Let’s Hear it for Teachers!

Let’s Hear it for Teachers!

09 Apr 2020

Okay, a bit of an insight into teaching. There’s this thing teachers talk about called the instructional conversation, which is the conversation students and teachers have during the learning process. Basically it’s split into two parts – procedural and involvement.

Procedural conversation is about getting the lesson moving and letting students know how and what they need to achieve; involvement is the genuine interaction with students – things like encouragement or  individual comments on work.

Anyway, the reason I’m telling you this is that it’s becoming apparent that isolation and students learning from home has quite suddenly made non-teaching folk painfully aware how complicated these conversations are, and how much work teachers do that is above and beyond just delivering content.

All over the country and the world parents are trying to work out the  intricacies of this thing called teaching, and learning that teaching is so much more than content.

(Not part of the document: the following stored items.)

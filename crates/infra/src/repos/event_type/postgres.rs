use serde_json::Value;
use slotbook_domain::{CustomQuestion, EventType, ID, WorkingHours};
use sqlx::{
    FromRow,
    PgPool,
    types::{Json, Uuid},
};
use tracing::{error, instrument};

use super::IEventTypeRepo;

#[derive(Debug)]
pub struct PostgresEventTypeRepo {
    pool: PgPool,
}

impl PostgresEventTypeRepo {
    pub fn new(pool: PgPool) -> Self {
        Self { pool }
    }
}

#[derive(Debug, FromRow)]
struct EventTypeRaw {
    event_type_uid: Uuid,
    host_uid: Uuid,
    slug: String,
    name: String,
    description: Option<String>,
    duration_minutes: i64,
    buffer_before_minutes: i64,
    buffer_after_minutes: i64,
    minimum_notice_minutes: i64,
    scheduling_window_days: i64,
    slot_interval_minutes: i64,
    working_hours: Value,
    participating_calendars: Vec<Uuid>,
    destination_calendar: Option<Uuid>,
    location_kind: String,
    include_tentative_busy: bool,
    requires_confirmation: bool,
    custom_questions: Value,
    active: bool,
}

impl TryFrom<EventTypeRaw> for EventType {
    type Error = anyhow::Error;

    fn try_from(e: EventTypeRaw) -> anyhow::Result<Self> {
        let working_hours: Vec<WorkingHours> = serde_json::from_value(e.working_hours)?;
        let custom_questions: Vec<CustomQuestion> = serde_json::from_value(e.custom_questions)?;

        Ok(Self {
            id: e.event_type_uid.into(),
            host_id: e.host_uid.into(),
            slug: e.slug,
            name: e.name,
            description: e.description,
            duration_minutes: e.duration_minutes,
            buffer_before_minutes: e.buffer_before_minutes,
            buffer_after_minutes: e.buffer_after_minutes,
            minimum_notice_minutes: e.minimum_notice_minutes,
            scheduling_window_days: e.scheduling_window_days,
            slot_interval_minutes: e.slot_interval_minutes,
            working_hours,
            participating_calendars: e
                .participating_calendars
                .into_iter()
                .map(Into::into)
                .collect(),
            destination_calendar: e.destination_calendar.map(Into::into),
            location_kind: e.location_kind.try_into()?,
            include_tentative_busy: e.include_tentative_busy,
            requires_confirmation: e.requires_confirmation,
            custom_questions,
            active: e.active,
        })
    }
}

#[async_trait::async_trait]
impl IEventTypeRepo for PostgresEventTypeRepo {
    #[instrument(skip(self, event_type))]
    async fn insert(&self, event_type: &EventType) -> anyhow::Result<()> {
        let location_kind: String = event_type.location_kind.clone().into();
        let participating: Vec<Uuid> = event_type
            .participating_calendars
            .iter()
            .map(|id| *id.as_ref())
            .collect();
        sqlx::query(
            r#"
            INSERT INTO event_types(
                event_type_uid,
                host_uid,
                slug,
                name,
                description,
                duration_minutes,
                buffer_before_minutes,
                buffer_after_minutes,
                minimum_notice_minutes,
                scheduling_window_days,
                slot_interval_minutes,
                working_hours,
                participating_calendars,
                destination_calendar,
                location_kind,
                include_tentative_busy,
                requires_confirmation,
                custom_questions,
                active
            )
            VALUES($1, $2, $3, $4, $5, $6, $7, $8, $9, $10, $11, $12, $13, $14, $15, $16, $17, $18, $19)
            "#,
        )
        .bind(*event_type.id.as_ref())
        .bind(*event_type.host_id.as_ref())
        .bind(&event_type.slug)
        .bind(&event_type.name)
        .bind(&event_type.description)
        .bind(event_type.duration_minutes)
        .bind(event_type.buffer_before_minutes)
        .bind(event_type.buffer_after_minutes)
        .bind(event_type.minimum_notice_minutes)
        .bind(event_type.scheduling_window_days)
        .bind(event_type.slot_interval_minutes)
        .bind(Json(&event_type.working_hours))
        .bind(&participating)
        .bind(event_type.destination_calendar.as_ref().map(|id| *id.as_ref()))
        .bind(location_kind)
        .bind(event_type.include_tentative_busy)
        .bind(event_type.requires_confirmation)
        .bind(Json(&event_type.custom_questions))
        .bind(event_type.active)
        .execute(&self.pool)
        .await
        .inspect_err(|err| {
            error!(
                "Unable to insert event type: {:?}. DB returned error: {:?}",
                event_type, err
            );
        })?;

        Ok(())
    }

    #[instrument(skip(self, event_type))]
    async fn save(&self, event_type: &EventType) -> anyhow::Result<()> {
        let location_kind: String = event_type.location_kind.clone().into();
        let participating: Vec<Uuid> = event_type
            .participating_calendars
            .iter()
            .map(|id| *id.as_ref())
            .collect();
        sqlx::query(
            r#"
            UPDATE event_types
            SET slug = $2,
                name = $3,
                description = $4,
                duration_minutes = $5,
                buffer_before_minutes = $6,
                buffer_after_minutes = $7,
                minimum_notice_minutes = $8,
                scheduling_window_days = $9,
                slot_interval_minutes = $10,
                working_hours = $11,
                participating_calendars = $12,
                destination_calendar = $13,
                location_kind = $14,
                include_tentative_busy = $15,
                requires_confirmation = $16,
                custom_questions = $17,
                active = $18
            WHERE event_type_uid = $1
            "#,
        )
        .bind(*event_type.id.as_ref())
        .bind(&event_type.slug)
        .bind(&event_type.name)
        .bind(&event_type.description)
        .bind(event_type.duration_minutes)
        .bind(event_type.buffer_before_minutes)
        .bind(event_type.buffer_after_minutes)
        .bind(event_type.minimum_notice_minutes)
        .bind(event_type.scheduling_window_days)
        .bind(event_type.slot_interval_minutes)
        .bind(Json(&event_type.working_hours))
        .bind(&participating)
        .bind(event_type.destination_calendar.as_ref().map(|id| *id.as_ref()))
        .bind(location_kind)
        .bind(event_type.include_tentative_busy)
        .bind(event_type.requires_confirmation)
        .bind(Json(&event_type.custom_questions))
        .bind(event_type.active)
        .execute(&self.pool)
        .await
        .inspect_err(|err| {
            error!(
                "Unable to save event type: {:?}. DB returned error: {:?}",
                event_type, err
            );
        })?;

        Ok(())
    }

    #[instrument(skip(self))]
    async fn find(&self, event_type_id: &ID) -> anyhow::Result<Option<EventType>> {
        let res: Option<EventTypeRaw> = sqlx::query_as(
            r#"
            SELECT * FROM event_types
            WHERE event_type_uid = $1
            "#,
        )
        .bind(*event_type_id.as_ref())
        .fetch_optional(&self.pool)
        .await
        .inspect_err(|err| {
            error!(
                "Unable to find event type {}. DB returned error: {:?}",
                event_type_id, err
            );
        })?;

        res.map(TryInto::try_into).transpose()
    }

    #[instrument(skip(self))]
    async fn find_by_host(&self, host_id: &ID) -> anyhow::Result<Vec<EventType>> {
        let res: Vec<EventTypeRaw> = sqlx::query_as(
            r#"
            SELECT * FROM event_types
            WHERE host_uid = $1
            "#,
        )
        .bind(*host_id.as_ref())
        .fetch_all(&self.pool)
        .await
        .inspect_err(|err| {
            error!(
                "Unable to find event types for host {}. DB returned error: {:?}",
                host_id, err
            );
        })?;

        res.into_iter().map(TryInto::try_into).collect()
    }

    #[instrument(skip(self))]
    async fn find_by_host_and_slug(
        &self,
        host_id: &ID,
        slug: &str,
    ) -> anyhow::Result<Option<EventType>> {
        let res: Option<EventTypeRaw> = sqlx::query_as(
            r#"
            SELECT * FROM event_types
            WHERE host_uid = $1 AND slug = $2
            "#,
        )
        .bind(*host_id.as_ref())
        .bind(slug)
        .fetch_optional(&self.pool)
        .await
        .inspect_err(|err| {
            error!(
                "Unable to find event type for host {}. DB returned error: {:?}",
                host_id, err
            );
        })?;

        res.map(TryInto::try_into).transpose()
    }
}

As amazing as teachers have been in moving whole months of work online for students (which is pretty amazing), what is more amazing is the sudden recognition of the mysterious interaction teachers have with students that is partway between instruction and partnership, the relationship  that inspires and helps students to work as well as they can.

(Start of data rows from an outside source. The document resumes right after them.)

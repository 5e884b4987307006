mod inmemory;
mod postgres;

pub use inmemory::InMemoryCalendarRepo;
pub use postgres::PostgresCalendarRepo;
use slotbook_domain::{Calendar, ID};

#[async_trait::async_trait]
pub trait ICalendarRepo: Send + Sync {
    async fn insert(&self, calendar: &Calendar) -> anyhow::Result<()>;
    async fn save(&self, calendar: &Calendar) -> anyhow::Result<()>;
    async fn find(&self, calendar_id: &ID) -> anyhow::Result<Option<Calendar>>;
    async fn find_multiple(&self, calendar_ids: Vec<&ID>) -> anyhow::Result<Vec<Calendar>>;
    async fn find_by_account(&self, account_id: &ID) -> anyhow::Result<Vec<Calendar>>;
    async fn delete(&self, calendar_id: &ID) -> anyhow::Result<()>;
}

#[cfg(test)]
mod tests {
    use super::*;

    fn calendar(account_id: &ID, external_id: &str) -> Calendar {
        Calendar {
            id: Default::default(),
            account_id: account_id.clone(),
            external_id: external_id.into(),
            name: external_id.into(),
            writable: true,
            selected_for_busy: true,
        }
    }

    #[tokio::test]
    async fn create_find_and_delete() {
        let repo = InMemoryCalendarRepo::new();
        let account_id = ID::default();
        let c1 = calendar(&account_id, "primary");
        let c2 = calendar(&account_id, "team");

        repo.insert(&c1).await.unwrap();
        repo.insert(&c2).await.unwrap();

        assert_eq!(repo.find_by_account(&account_id).await.unwrap().len(), 2);
        let found = repo
            .find_multiple(vec![&c1.id, &c2.id])
            .await
            .unwrap();
        assert_eq!(found.len(), 2);

        repo.delete(&c1.id).await.unwrap();
        assert!(repo.find(&c1.id).await.unwrap().is_none());
        assert_eq!(repo.find_by_account(&account_id).await.unwrap().len(), 1);
    }

    #[tokio::test]
    async fn save_updates_selection() {
        let repo = InMemoryCalendarRepo::new();
        let mut cal = calendar(&ID::default(), "primary");
        repo.insert(&cal).await.unwrap();

        cal.selected_for_busy = false;
        repo.save(&cal).await.unwrap();
        assert!(!repo.find(&cal.id).await.unwrap().unwrap().selected_for_busy);
    }
}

This is what teachers are now really scrambling to find for their students, and it’s what some parents are struggling to provide in the mini-classrooms that have sprung up at kitchen tables across the world.

We’re all learning, learning how to teach in different ways, learning how to parent in new ways, even learning how to relate and interact with people in new ways.

But it’s worth taking a moment to appreciate the ongoing work of teachers as they work to provide students with the social, emotional and educational support they need to continue learning in these strange times.